▶ The task
Search the lines of the records for the word "entry", and copy every line that has it.

▶ Dataset entries

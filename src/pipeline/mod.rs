//! Pipeline stages for merging and recompressing PDFs.
//!
//! Each submodule implements exactly one transformation step.
//!
//! ## Data Flow
//!
//! ```text
//! input ──▶ archive ──▶ merge ──▶ recompress
//! (parts)   (ZIP→PDFs)  (lopdf)   (tier ladder)
//!                          │           │
//!                      transform    images ──▶ encode
//!                       (repair)   (walker)    (JPEG)
//! ```
//!
//! 1. [`input`]: load paths/URLs and classify each part as PDF or ZIP
//! 2. [`archive`]: extract PDF members in natural name order
//! 3. [`merge`]: concatenate pages into one object graph; malformed inputs go
//!    through [`transform`] once
//! 4. [`recompress`]: walk the tier ladder until the byte budget is met;
//!    [`images`] finds and rewrites image XObjects through an
//!    [`encode::ImageCodec`] on the blocking pool

pub mod archive;
pub mod encode;
pub mod images;
pub mod input;
pub mod merge;
pub mod recompress;
pub mod transform;
//! Result types returned by the pipeline entry points.
//!
//! All types serialise with serde; [`PipelineResult::bytes`] is skipped so the
//! metadata can be printed as JSON while the document goes elsewhere.

use crate::config::CompressionTier;
use serde::{Deserialize, Serialize};

/// One merged-and-recompressed document plus the sizes at each boundary.
#[derive(Debug, Clone, Serialize, Deserialize)]
pub struct PipelineResult {
    /// The final PDF.
    #[serde(skip)]
    pub bytes: Vec<u8>,
    /// Size of the merged document before recompression.
    pub original_size: u64,
    /// Size of [`Self::bytes`].
    pub final_size: u64,
    pub page_count: usize,
    /// Documents that contributed pages to the merge.
    pub document_count: usize,
    /// Documents that only opened after the repair pass.
    pub repaired_count: usize,
    pub report: RecompressionReport,
}

impl PipelineResult {
    /// `final_size / original_size`, or 1.0 for an empty original.
    pub fn ratio(&self) -> f64 {
        if self.original_size == 0 {
            1.0
        } else {
            self.final_size as f64 / self.original_size as f64
        }
    }
}

/// What the recompression engine did.
#[derive(Debug, Clone, Default, PartialEq, Serialize, Deserialize)]
pub struct RecompressionReport {
    /// Byte budget the run aimed for.
    pub budget: u64,
    /// Index into the ladder of the tier whose output was returned;
    /// `None` when the input was returned unchanged.
    pub tier_used: Option<usize>,
    /// One entry per tier attempted, in ladder order.
    pub attempts: Vec<TierAttempt>,
    pub budget_met: bool,
}

#[derive(Debug, Clone, PartialEq, Serialize, Deserialize)]
pub struct TierAttempt {
    pub tier: CompressionTier,
    pub outcome: TierOutcome,
    /// Images replaced during the in-process pass.
    pub images_rewritten: usize,
    /// Images left untouched during the in-process pass.
    pub images_skipped: usize,
}

#[derive(Debug, Clone, PartialEq, Eq, Serialize, Deserialize)]
#[serde(tag = "status", rename_all = "snake_case")]
pub enum TierOutcome {
    /// The tier produced a document of `size` bytes.
    Produced { size: u64, fits: bool },
    /// The tier failed; the ladder moved on.
    Failed { reason: String },
}

impl TierOutcome {
    pub fn size(&self) -> Option<u64> {
        match self {
            TierOutcome::Produced { size, .. } => Some(*size),
            TierOutcome::Failed { .. } => None,
        }
    }
}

▶ Solution
//! Result types returned by the pipeline entry points.
    /// One entry per tier attempted, in ladder order.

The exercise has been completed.